String getName() const override
{
return name;
}
/// Получить типы результата по типам аргументов. Если функция неприменима для данных аргументов - кинуть исключение.
DataTypePtr getReturnType(const DataTypes & arguments) const override
{
if (arguments.size() != 3)
throw Exception("Number of arguments for function " + getName() + " doesn't match: passed "
+ toString(arguments.size()) + ", should be 3.",
ErrorCodes::NUMBER_OF_ARGUMENTS_DOESNT_MATCH);
if (!typeid_cast<const DataTypeUInt8 *>(&*arguments[0]))
throw Exception("Illegal type of first argument (condition) of function if. Must be UInt8.",
ErrorCodes::ILLEGAL_TYPE_OF_ARGUMENT);
const DataTypeArray * type_arr1 = typeid_cast<const DataTypeArray *>(arguments[1].get());
const DataTypeArray * type_arr2 = typeid_cast<const DataTypeArray *>(arguments[2].get());
if (arguments[1]->behavesAsNumber() && arguments[2]->behavesAsNumber())
{
DataTypePtr type_res;
if (!( checkLeftType<DataTypeUInt8>(arguments, type_res)
|| checkLeftType<DataTypeUInt16>(arguments, type_res)
|| checkLeftType<DataTypeUInt32>(arguments, type_res)
|| checkLeftType<DataTypeUInt64>(arguments, type_res)
|| checkLeftType<DataTypeInt8>(arguments, type_res)
|| checkLeftType<DataTypeInt16>(arguments, type_res)
|| checkLeftType<DataTypeInt32>(arguments, type_res)
|| checkLeftType<DataTypeInt64>(arguments, type_res)
|| checkLeftType<DataTypeFloat32>(arguments, type_res)
|| checkLeftType<DataTypeFloat64>(arguments, type_res)))
throw Exception("Internal error: unexpected type " + arguments[1]->getName() + " of first argument of function " + getName(),
ErrorCodes::ILLEGAL_TYPE_OF_ARGUMENT);
return type_res;
}
else if (type_arr1 && type_arr2)
{
/// NOTE Сообщения об ошибках будут относится к типам элементов массивов, что немного некорректно.
return std::make_shared<DataTypeArray>(getReturnType({arguments[0], type_arr1->getNestedType(), type_arr2->getNestedType()}));
}
else if (arguments[1]->getName() != arguments[2]->getName())
{
const DataTypeString * type_string1 = typeid_cast<const DataTypeString *>(arguments[1].get());
const DataTypeString * type_string2 = typeid_cast<const DataTypeString *>(arguments[2].get());
const DataTypeFixedString * type_fixed_string1 = typeid_cast<const DataTypeFixedString *>(arguments[1].get());
const DataTypeFixedString * type_fixed_string2 = typeid_cast<const DataTypeFixedString *>(arguments[2].get());
if (type_fixed_string1 && type_fixed_string2)
{
if (type_fixed_string1->getN() != type_fixed_string2->getN())

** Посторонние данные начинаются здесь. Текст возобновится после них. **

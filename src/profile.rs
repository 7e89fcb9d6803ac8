//! Tone profiles and the speaker/emotion resolver.
//!
//! Each speaker has a base profile. Emotion labels are grouped, and a group
//! carries multipliers applied on top of the base. Groups are an ordered
//! list: the first group containing a label wins, so overlapping label sets
//! have a defined outcome.

use crate::error::{Result, TtsError};
use serde::{Deserialize, Serialize};
use std::collections::BTreeMap;

/// Multiplicative tone factors for one rendered line.
#[derive(Debug, Clone, Copy, PartialEq, Serialize, Deserialize)]
#[serde(deny_unknown_fields)]
pub struct ToneProfile {
    /// Pitch factor, > 0. Applied as a duration-conflating resample.
    pub pitch: f32,
    /// Speed factor, > 0. Values above 1.0 shorten the clip.
    pub speed: f32,
    /// Volume factor, >= 0. Output is clipped after scaling.
    pub volume: f32,
}

impl ToneProfile {
    /// Build a profile from raw factors.
    pub fn new(pitch: f32, speed: f32, volume: f32) -> Self {
        Self {
            pitch,
            speed,
            volume,
        }
    }

    /// The no-op profile.
    pub fn neutral() -> Self {
        Self::new(1.0, 1.0, 1.0)
    }
}

/// A named set of emotion labels with shared tone multipliers.
#[derive(Debug, Clone, Serialize, Deserialize)]
#[serde(deny_unknown_fields)]
pub struct EmotionGroup {
    /// Group name, informational only.
    pub name: String,
    /// Emotion labels that select this group.
    pub labels: Vec<String>,
    /// Pitch multiplier applied on top of the base profile.
    #[serde(default = "one")]
    pub pitch: f32,
    /// Speed multiplier applied on top of the base profile.
    #[serde(default = "one")]
    pub speed: f32,
    /// Volume multiplier applied on top of the base profile.
    #[serde(default = "one")]
    pub volume: f32,
}

fn one() -> f32 {
    1.0
}

/// Speaker base profiles plus ordered emotion groups.
#[derive(Debug, Clone)]
pub struct ProfileBook {
    speakers: BTreeMap<String, ToneProfile>,
    groups: Vec<EmotionGroup>,
}

impl ProfileBook {
    /// Build a book from explicit tables.
    pub fn new(speakers: BTreeMap<String, ToneProfile>, groups: Vec<EmotionGroup>) -> Self {
        Self { speakers, groups }
    }

    /// Speaker names in deterministic (sorted) order.
    pub fn speaker_names(&self) -> impl Iterator<Item = &str> {
        self.speakers.keys().map(String::as_str)
    }

    /// Look up a speaker's base profile.
    pub fn base_profile(&self, speaker: &str) -> Result<ToneProfile> {
        self.speakers
            .get(speaker)
            .copied()
            .ok_or_else(|| TtsError::UnknownSpeaker(speaker.to_string()))
    }

    /// Resolve the effective profile for a `(speaker, emotion)` pair.
    ///
    /// An unknown emotion is not an error: the base profile is returned
    /// unchanged. Group order is priority order when label sets overlap.
    pub fn resolve(&self, speaker: &str, emotion: &str) -> Result<ToneProfile> {
        let base = self.base_profile(speaker)?;
        let group = self
            .groups
            .iter()
            .find(|g| g.labels.iter().any(|label| label == emotion));
        Ok(match group {
            Some(group) => ToneProfile::new(
                base.pitch * group.pitch,
                base.speed * group.speed,
                base.volume * group.volume,
            ),
            None => base,
        })
    }
}

impl Default for ProfileBook {
    /// Built-in cast and emotion groups of the sushi dialogue demo.
    fn default() -> Self {
        Self::new(default_speakers(), default_groups())
    }
}

/// Base profiles of the built-in cast.
pub fn default_speakers() -> BTreeMap<String, ToneProfile> {
    let mut speakers = BTreeMap::new();
    speakers.insert("hyunjung".to_string(), ToneProfile::new(1.05, 0.95, 1.1));
    speakers.insert("hwanseok".to_string(), ToneProfile::new(0.95, 1.05, 1.0));
    speakers.insert("chiho".to_string(), ToneProfile::new(1.0, 0.9, 0.9));
    speakers
}

/// Built-in emotion groups, in priority order.
pub fn default_groups() -> Vec<EmotionGroup> {
    vec![
        EmotionGroup {
            name: "excited".to_string(),
            labels: vec![
                "excited".to_string(),
                "amazed".to_string(),
                "shocked".to_string(),
            ],
            pitch: 1.0,
            speed: 1.1,
            volume: 1.2,
        },
        EmotionGroup {
            name: "polite".to_string(),
            labels: vec![
                "polite".to_string(),
                "professional".to_string(),
                "confirming".to_string(),
            ],
            pitch: 1.0,
            speed: 0.9,
            volume: 1.0,
        },
        EmotionGroup {
            name: "devastated".to_string(),
            labels: vec!["devastated".to_string(), "worried".to_string()],
            pitch: 0.9,
            speed: 0.8,
            volume: 1.0,
        },
    ]
}

#[cfg(test)]
mod tests {
    use super::{EmotionGroup, ProfileBook, ToneProfile};
    use crate::error::TtsError;
    use std::collections::BTreeMap;

    #[test]
    fn unknown_speaker_errors() {
        let book = ProfileBook::default();
        let err = book.resolve("nobody", "neutral").unwrap_err();
        assert!(matches!(err, TtsError::UnknownSpeaker(name) if name == "nobody"));
    }

    #[test]
    fn unknown_emotion_falls_back_to_base() {
        let book = ProfileBook::default();
        let base = book.base_profile("chiho").expect("base");
        let resolved = book.resolve("chiho", "sleepy").expect("resolve");
        assert_eq!(resolved, base);
    }

    #[test]
    fn emotion_group_multiplies_base_factors() {
        let book = ProfileBook::default();
        let resolved = book.resolve("hwanseok", "shocked").expect("resolve");
        assert!((resolved.speed - 1.05 * 1.1).abs() < 1e-6);
        assert!((resolved.volume - 1.2).abs() < 1e-6);
        assert!((resolved.pitch - 0.95).abs() < 1e-6);
    }

    #[test]
    fn first_matching_group_wins() {
        let mut speakers = BTreeMap::new();
        speakers.insert("a".to_string(), ToneProfile::neutral());
        let groups = vec![
            EmotionGroup {
                name: "loud".to_string(),
                labels: vec!["tense".to_string()],
                pitch: 1.0,
                speed: 1.0,
                volume: 2.0,
            },
            EmotionGroup {
                name: "quiet".to_string(),
                labels: vec!["tense".to_string()],
                pitch: 1.0,
                speed: 1.0,
                volume: 0.5,
            },
        ];
        let book = ProfileBook::new(speakers, groups);
        let resolved = book.resolve("a", "tense").expect("resolve");
        assert_eq!(resolved.volume, 2.0);
    }

    #[test]
    fn speaker_names_are_sorted() {
        let book = ProfileBook::default();
        let names: Vec<&str> = book.speaker_names().collect();
        assert_eq!(names, vec!["chiho", "hwanseok", "hyunjung"]);
    }
}
//! Dialogue scripts: ordered lines with speaker, text, and emotion.
//!
//! Scripts come from YAML files. Indices may be stated explicitly or left
//! out entirely; when omitted they are assigned 1..n in file order. Explicit
//! indices must be >= 1, unique, and strictly increasing; anything else is
//! a configuration error that fails the run before any line is rendered.

use crate::error::{Result, TtsError};
use serde::Deserialize;
use std::path::Path;

/// One line of dialogue to render.
#[derive(Debug, Clone, PartialEq)]
pub struct DialogueLine {
    /// 1-based position, unique within the script; used for output naming.
    pub index: u32,
    /// Speaker identifier, resolved against the profile book.
    pub speaker: String,
    /// Text to speak (only sent when a gateway renders the line).
    pub text: String,
    /// Emotion label; unknown labels fall back to the base profile.
    pub emotion: String,
}

/// An ordered, validated list of dialogue lines.
#[derive(Debug, Clone)]
pub struct Script {
    lines: Vec<DialogueLine>,
}

/// Raw YAML shape of one script entry.
#[derive(Debug, Deserialize)]
#[serde(deny_unknown_fields)]
struct LineSpec {
    speaker: String,
    text: String,
    #[serde(default = "default_emotion")]
    emotion: String,
    #[serde(default)]
    index: Option<u32>,
}

fn default_emotion() -> String {
    "neutral".to_string()
}

impl Script {
    /// Validate an explicit list of lines.
    pub fn from_lines(lines: Vec<DialogueLine>) -> Result<Self> {
        let mut previous = 0u32;
        for line in &lines {
            if line.index == 0 {
                return Err(TtsError::InvalidScript(format!(
                    "line index must be >= 1 (speaker {})",
                    line.speaker
                )));
            }
            if line.index <= previous {
                return Err(TtsError::InvalidScript(format!(
                    "line indices must be strictly increasing, {} follows {}",
                    line.index, previous
                )));
            }
            previous = line.index;
        }
        Ok(Self { lines })
    }

    /// Load and validate a YAML script file.
    pub fn load(path: impl AsRef<Path>) -> Result<Self> {
        let path = path.as_ref();
        if !path.exists() {
            return Err(TtsError::AssetNotFound(path.to_path_buf()));
        }
        let text = std::fs::read_to_string(path)?;
        Self::from_yaml(&text)
    }

    /// Parse a script from YAML text.
    pub fn from_yaml(text: &str) -> Result<Self> {
        let specs: Vec<LineSpec> = serde_yaml::from_str(text)
            .map_err(|e| TtsError::InvalidScript(e.to_string()))?;
        let lines = specs
            .into_iter()
            .enumerate()
            .map(|(i, spec)| DialogueLine {
                index: spec.index.unwrap_or(i as u32 + 1),
                speaker: spec.speaker,
                text: spec.text,
                emotion: spec.emotion,
            })
            .collect();
        Self::from_lines(lines)
    }

    /// Lines in index order.
    pub fn lines(&self) -> &[DialogueLine] {
        &self.lines
    }

    /// Number of lines.
    pub fn len(&self) -> usize {
        self.lines.len()
    }

    /// True when the script holds no lines.
    pub fn is_empty(&self) -> bool {
        self.lines.is_empty()
    }
}

#[cfg(test)]
mod tests {
    use super::{DialogueLine, Script};
    use crate::error::TtsError;

    fn line(index: u32, speaker: &str) -> DialogueLine {
        DialogueLine {
            index,
            speaker: speaker.to_string(),
            text: "hello".to_string(),
            emotion: "neutral".to_string(),
        }
    }

    #[test]
    fn duplicate_indices_are_rejected() {
        let err = Script::from_lines(vec![line(1, "a"), line(1, "b")]).unwrap_err();
        assert!(matches!(err, TtsError::InvalidScript(_)));
    }

    #[test]
    fn decreasing_indices_are_rejected() {
        let err = Script::from_lines(vec![line(2, "a"), line(1, "b")]).unwrap_err();
        assert!(matches!(err, TtsError::InvalidScript(_)));
    }

    #[test]
    fn zero_index_is_rejected() {
        let err = Script::from_lines(vec![line(0, "a")]).unwrap_err();
        assert!(matches!(err, TtsError::InvalidScript(_)));
    }

    #[test]
    fn yaml_without_indices_numbers_in_order() {
        let script = Script::from_yaml(
            "- speaker: hyunjung\n  text: hi\n- speaker: chiho\n  text: bye\n  emotion: polite\n",
        )
        .expect("parse");
        assert_eq!(script.len(), 2);
        assert_eq!(script.lines()[0].index, 1);
        assert_eq!(script.lines()[0].emotion, "neutral");
        assert_eq!(script.lines()[1].index, 2);
        assert_eq!(script.lines()[1].emotion, "polite");
    }

    #[test]
    fn yaml_explicit_indices_are_validated() {
        let err = Script::from_yaml(
            "- {speaker: a, text: x, index: 3}\n- {speaker: b, text: y, index: 3}\n",
        )
        .unwrap_err();
        assert!(matches!(err, TtsError::InvalidScript(_)));
    }
}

throw Exception("FixedString types as 'then' and 'else' arguments of function 'if' has different sizes",
ErrorCodes::ILLEGAL_TYPE_OF_ARGUMENT);
return std::make_shared<DataTypeFixedString>(type_fixed_string1->getN());
}
else if ((type_string1 || type_fixed_string1) && (type_string2 || type_fixed_string2))
{
return std::make_shared<DataTypeString>();
}
throw Exception{
"Incompatible second and third arguments for function " + getName() + ": " +
arguments[1]->getName() + " and " + arguments[2]->getName(),
ErrorCodes::ILLEGAL_TYPE_OF_ARGUMENT
};
}
return arguments[1];
}
/// Выполнить функцию над блоком.
void execute(Block & block, const ColumnNumbers & arguments, size_t result) override
{
const ColumnUInt8 * cond_col = typeid_cast<const ColumnUInt8 *>(&*block.getByPosition(arguments[0]).column);
const ColumnConst<UInt8> * cond_const_col = typeid_cast<const ColumnConst<UInt8> *>(&*block.getByPosition(arguments[0]).column);
ColumnPtr materialized_cond_col;
if (cond_const_col)
{
if (block.getByPosition(arguments[1]).type->getName() ==
block.getByPosition(arguments[2]).type->getName())
{
block.getByPosition(result).column = cond_const_col->getData()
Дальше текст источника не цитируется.